Sim, a retomada dos demais setores econômicos ainda não alcançou os patamares anteriores e temos grupos importantes de usuários, como o dos estudantes, que ainda não retornaram para a modalidade presencial em muitas cidades. O problema é que os ônibus coletivos vêm operando com oferta acima da demanda, então há um desequilíbrio financeiro muito grande para as empresas, obrigadas a colocar mais ônibus na rua para atender uma demanda que não cobre os custos da operação. E isso vem ocorrendo desde início da pandemia, que só agravou esse quadro, porque antes mesmo dos efeitos da Covid-19, o setor já ressentia da queda de passageiros. De 2013 a 2019 as empresas tiveram uma perda de 26% da demanda de passageiros, para se ter uma ideia de como a crise já existia antes da pandemia. Então, continua havendo déficit operacional.
Aqui em Natal diversas linhas foram encerradas por conta da pandemia. Apesar do retorno em 100% das atividades as empresas de ônibus apontam que ainda não têm condições de manter a operação no mesmo patamar de 2019. Qual a solução para isso?
A solução é o que o que boa parte do mundo já faz, especialmente nos países da Europa: separar a tarifa técnica, que é o custo da prestação do serviço, da tarifa pública, paga pelo passageiro. Se houver diferença entre custos e receitas, cabe ao poder público concedente cobrir isso. Assim, o serviço é prestado com a qualidade desejada, sem onerar tanto o passageiro. Isso contribui diretamente para trazer de volta a demanda perdida, que muitas vezes deixa de usar o transporte coletivo por falta de recursos para pagar a passagem. Além disso, temos também a proposta de reestruturação do serviço de transporte público com soluções para torná-lo mais eficiente e acessível ao passageiro de baixa renda, que mais precisa do serviço.
A NTU aponta para a necessidade aumento de 50% das tarifas de ônibus em todo o país. Só este reajuste é o suficiente para recuperar a atividade?
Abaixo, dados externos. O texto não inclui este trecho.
//! Knowledge cards and the per-turn views derived from them.
//!
//! A [`Card`] is a discrete unit of business knowledge owned by the catalog.
//! Raw catalog rows arrive as [`CardRecord`]s with a loosely-typed metadata
//! blob; [`Card::from_record`] validates that blob exactly once into a
//! [`CardMetadata`] so nothing downstream has to guess at its shape.

use crate::error::EngineError;
use serde::{Deserialize, Serialize};
use tracing::warn;

/// Relevance at or above which a card is loaded at full fidelity.
pub const FULL_TIER_MIN: u8 = 80;

/// Relevance at or above which a card is loaded as an excerpt.
pub const EXCERPT_TIER_MIN: u8 = 40;

// ── Card type ─────────────────────────────────────────────────────────────

/// The kind of knowledge a card holds.
///
/// Unknown type strings are preserved in `Other` rather than rejected, so a
/// catalog with newer card kinds still loads.
#[derive(Debug, Clone, PartialEq, Eq, Hash, PartialOrd, Ord, Serialize, Deserialize)]
#[serde(from = "String", into = "String")]
pub enum CardType {
    BusinessOverview,
    BrandVoice,
    ProductsServices,
    TargetAudience,
    ContentGuidelines,
    ComplianceRules,
    TechnicalSetup,
    Faq,
    Other(String),
}

impl CardType {
    /// The canonical wire string (e.g. `BRAND_VOICE_CARD`).
    pub fn as_str(&self) -> &str {
        match self {
            Self::BusinessOverview => "BUSINESS_OVERVIEW",
            Self::BrandVoice => "BRAND_VOICE_CARD",
            Self::ProductsServices => "PRODUCTS_SERVICES",
            Self::TargetAudience => "TARGET_AUDIENCE",
            Self::ContentGuidelines => "CONTENT_GUIDELINES",
            Self::ComplianceRules => "COMPLIANCE_RULES",
            Self::TechnicalSetup => "TECHNICAL_SETUP",
            Self::Faq => "FAQ",
            Self::Other(raw) => raw,
        }
    }

    /// The wire string with underscores replaced by spaces
    /// (`BRAND_VOICE_CARD` → `BRAND VOICE CARD`).
    pub fn spaced(&self) -> String {
        self.as_str().replace('_', " ")
    }
}

impl From<String> for CardType {
    fn from(raw: String) -> Self {
        match raw.trim().to_ascii_uppercase().as_str() {
            "BUSINESS_OVERVIEW" => Self::BusinessOverview,
            "BRAND_VOICE_CARD" => Self::BrandVoice,
            "PRODUCTS_SERVICES" => Self::ProductsServices,
            "TARGET_AUDIENCE" => Self::TargetAudience,
            "CONTENT_GUIDELINES" => Self::ContentGuidelines,
            "COMPLIANCE_RULES" => Self::ComplianceRules,
            "TECHNICAL_SETUP" => Self::TechnicalSetup,
            "FAQ" => Self::Faq,
            _ => Self::Other(raw),
        }
    }
}

impl From<&str> for CardType {
    fn from(raw: &str) -> Self {
        Self::from(raw.to_string())
    }
}

impl From<CardType> for String {
    fn from(card_type: CardType) -> Self {
        card_type.as_str().to_string()
    }
}

impl std::fmt::Display for CardType {
    fn fmt(&self, f: &mut std::fmt::Formatter<'_>) -> std::fmt::Result {
        f.write_str(self.as_str())
    }
}

// ── Catalog records ───────────────────────────────────────────────────────

/// A card exactly as the catalog stores it. Metadata is untyped here.
///
/// Optional fields never reject a record. A missing, null, or wrong-shaped
/// value falls back to its default with a warning:
///
/// | field | default |
/// |-------|---------|
/// | `description` | empty string |
/// | `metadata` | absent (validated later by [`Card::from_record`]) |
/// | `priority` | absent |
/// | `orderIndex` | 0 |
#[derive(Debug, Clone, Serialize, Deserialize)]
#[serde(rename_all = "camelCase")]
pub struct CardRecord {
    pub id: String,

    #[serde(rename = "type")]
    pub card_type: CardType,

    pub title: String,

    #[serde(default, deserialize_with = "lenient::description")]
    pub description: String,

    #[serde(default, skip_serializing_if = "Option::is_none")]
    pub metadata: Option<serde_json::Value>,

    #[serde(
        default,
        deserialize_with = "lenient::priority",
        skip_serializing_if = "Option::is_none"
    )]
    pub priority: Option<i64>,

    #[serde(default, deserialize_with = "lenient::order_index")]
    pub order_index: i64,
}

/// Field deserializers that degrade to defaults instead of failing.
mod lenient {
    use serde::{Deserialize, Deserializer};
    use serde_json::Value;
    use tracing::warn;

    fn wrong_shape(field: &str, value: &Value, fallback: &str) {
        warn!(field, value = %value, "Wrong-shaped card field; using {fallback}");
    }

    /// An integral number, accepting floats with no fractional part.
    fn integer(value: &Value) -> Option<i64> {
        value.as_i64().or_else(|| {
            value
                .as_f64()
                .filter(|f| f.is_finite() && f.fract() == 0.0)
                .filter(|f| *f >= i64::MIN as f64 && *f <= i64::MAX as f64)
                .map(|f| f as i64)
        })
    }

    pub fn description<'de, D: Deserializer<'de>>(d: D) -> Result<String, D::Error> {
        Ok(match Value::deserialize(d)? {
            Value::String(s) => s,
            Value::Null => String::new(),
            other => {
                wrong_shape("description", &other, "an empty description");
                String::new()
            }
        })
    }

    pub fn priority<'de, D: Deserializer<'de>>(d: D) -> Result<Option<i64>, D::Error> {
        let value = Value::deserialize(d)?;
        if value.is_null() {
            return Ok(None);
        }
        let priority = integer(&value);
        if priority.is_none() {
            wrong_shape("priority", &value, "no priority");
        }
        Ok(priority)
    }

    pub fn order_index<'de, D: Deserializer<'de>>(d: D) -> Result<i64, D::Error> {
        let value = Value::deserialize(d)?;
        if value.is_null() {
            return Ok(0);
        }
        Ok(integer(&value).unwrap_or_else(|| {
            wrong_shape("orderIndex", &value, "order 0");
            0
        }))
    }
}

/// Typed view over a card's metadata blob.
///
/// | field | source keys | default |
/// |-------|-------------|---------|
/// | `forbidden_words` | `forbiddenWords`, `forbidden_words` | empty |
/// | `declared_confidence` | `confidence` | `None` (fusion uses 70) |
#[derive(Debug, Clone, PartialEq, Default, Serialize, Deserialize)]
pub struct CardMetadata {
    /// The blob as received, used for full-tier rendering.
    pub raw: serde_json::Value,

    /// Words the card asks generated text to avoid.
    pub forbidden_words: Vec<String>,

    /// Source trust declared by the card author, clamped to 0–100.
    pub declared_confidence: Option<u8>,
}

impl CardMetadata {
    /// Validate a raw metadata blob. Never fails: wrong-shaped fields are
    /// reported and treated as absent.
    pub fn parse(card_id: &str, raw: &serde_json::Value) -> (Self, Vec<EngineError>) {
        let mut problems = Vec::new();
        let mut meta = Self {
            raw: raw.clone(),
            ..Self::default()
        };

        let Some(obj) = raw.as_object() else {
            problems.push(malformed(card_id, "metadata", "is not an object"));
            return (meta, problems);
        };

        let forbidden = obj
            .get("forbiddenWords")
            .map(|v| ("forbiddenWords", v))
            .or_else(|| obj.get("forbidden_words").map(|v| ("forbidden_words", v)));

        if let Some((field, value)) = forbidden {
            match value.as_array() {
                Some(items) => {
                    for item in items {
                        match item.as_str().map(str::trim) {
                            Some(word) if !word.is_empty() => {
                                meta.forbidden_words.push(word.to_string())
                            }
                            Some(_) => {}
                            None => problems.push(malformed(
                                card_id,
                                field,
                                "contains a non-string entry",
                            )),
                        }
                    }
                }
                None => problems.push(malformed(card_id, field, "is not a list")),
            }
        }

        if let Some(value) = obj.get("confidence") {
            match value.as_f64() {
                Some(n) if n.is_finite() => {
                    meta.declared_confidence = Some(n.round().clamp(0.0, 100.0) as u8);
                }
                _ => problems.push(malformed(card_id, "confidence", "is not a number")),
            }
        }

        (meta, problems)
    }
}

fn malformed(card_id: &str, field: &str, reason: &str) -> EngineError {
    EngineError::MalformedCardMetadata {
        card_id: card_id.to_string(),
        field: field.to_string(),
        reason: reason.to_string(),
    }
}

// ── Validated card ────────────────────────────────────────────────────────

/// A catalog card with validated metadata. Immutable within a turn.
#[derive(Debug, Clone, PartialEq)]
pub struct Card {
    pub id: String,
    pub card_type: CardType,
    pub title: String,
    pub description: String,
    pub metadata: Option<CardMetadata>,
    pub priority: Option<i64>,
    pub order_index: i64,
}

impl Card {
    /// Build a card from a catalog record, logging any metadata problems.
    pub fn from_record(record: CardRecord) -> Self {
        let metadata = record.metadata.as_ref().filter(|v| !v.is_null()).map(|raw| {
            let (meta, problems) = CardMetadata::parse(&record.id, raw);
            for problem in problems {
                warn!(card_id = %record.id, "{problem}; treating field as absent");
            }
            meta
        });

        Self {
            id: record.id,
            card_type: record.card_type,
            title: record.title,
            description: record.description,
            metadata,
            priority: record.priority,
            order_index: record.order_index,
        }
    }

    /// Convert back to the catalog's storage shape.
    pub fn to_record(&self) -> CardRecord {
        CardRecord {
            id: self.id.clone(),
            card_type: self.card_type.clone(),
            title: self.title.clone(),
            description: self.description.clone(),
            metadata: self.metadata.as_ref().map(|m| m.raw.clone()),
            priority: self.priority,
            order_index: self.order_index,
        }
    }

    /// Forbidden words declared in metadata (empty when none).
    pub fn forbidden_words(&self) -> &[String] {
        self.metadata
            .as_ref()
            .map(|m| m.forbidden_words.as_slice())
            .unwrap_or(&[])
    }

    /// Author-declared source trust, if any.
    pub fn declared_confidence(&self) -> Option<u8> {
        self.metadata.as_ref().and_then(|m| m.declared_confidence)
    }
}

// ── Per-turn views ────────────────────────────────────────────────────────

/// Fidelity at which a card's content is materialized for one turn.
#[derive(Debug, Clone, Copy, PartialEq, Eq, Serialize, Deserialize)]
#[serde(rename_all = "snake_case")]
pub enum Tier {
    /// Description, metadata, and priority.
    Full,
    /// First 500 characters of the description.
    Excerpt,
    /// Title only.
    TitleOnly,
}

impl Tier {
    /// Select the tier for a relevance score.
    pub fn for_relevance(relevance: u8) -> Self {
        if relevance >= FULL_TIER_MIN {
            Self::Full
        } else if relevance >= EXCERPT_TIER_MIN {
            Self::Excerpt
        } else {
            Self::TitleOnly
        }
    }
}

/// A card rendered for this turn's context.
#[derive(Debug, Clone, PartialEq, Serialize, Deserialize)]
#[serde(rename_all = "camelCase")]
pub struct LoadedCard {
    pub card_id: String,
    #[serde(rename = "type")]
    pub card_type: CardType,
    pub title: String,
    /// 0–100.
    pub relevance: u8,
    pub tier: Tier,
    pub content: String,
}

/// A heuristic indication that a card influenced a generated answer.
#[derive(Debug, Clone, PartialEq, Eq, Serialize, Deserialize)]
#[serde(rename_all = "camelCase")]
pub struct Citation {
    pub card_id: String,
    pub card_type: CardType,
    pub excerpts: Vec<String>,
    /// 0–100.
    pub confidence: u8,
}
Só o aumento de tarifas não é suficiente para cobrir o prejuízo acumulado do setor, que atualmente está em R$ 21,37 bilhões. Tivemos aumentos do diesel de 65% este ano, e uma inflação que já alcança dois dígitos e vai impactar muito nos salários de motoristas e cobradores no ano que vem. Por outro lado, um aumento de 50% é inviável para o passageiro e nem as empresas querem isso. A questão é que o Governo Federal não está fazendo a parte que lhe cabe no atendimento emergencial do setor, deixando estados e municípios, que são os gestores dos contratos de concessão, sem recursos para assegurar a oferta desse serviço no país. Não há também investimentos em infraestrutura para o transporte público, que poderia tornar o serviço mais eficiente e rentável. Infelizmente, temos que fazer esse alerta para que o poder público esteja informado sobre o caos que se avizinha em 2022. E também mostrar a necessidade de ações urgentes para salvar o transporte público, mergulhado na pior crise da história. Mais que isso, também queremos mostrar que esse modelo de financiamento do sistema em que só a tarifa banca os custos do setor não se sustenta mais, como bem mostrou a pandemia. Tem que haver uma reestruturação completa do transporte público no país. Por isso o setor e todas as entidades ligadas ao transporte público chegaram a um consenso sobre a necessidade de criação do novo marco legal, que combina uma série de ações visando devolver a eficiência desse serviço, de forma transparente e a preços módicos.
A Prefeitura de Natal está modificando as linhas para aumentar o fluxo viário dentro dos bairros da capital, reduzindo longas viagens, criando divisões tarifárias (trechos curtos, valores menores). É este o caminho?
Existem vários caminhos para minimizar os desafios de ofertar um serviço como o transporte público. Uma atualização no desenho da rede de transportes e maior flexibilidade tarifária são, certamente, soluções a serem consideradas, especialmente porque a racionalização do sistema e os investimentos em infraestrutura impactam diretamente a fluidez do trânsito, o que é vital para elevação da produtividade do setor. Quando mais ágeis e eficientes as viagens, menos custos para as empresas e para os usuários.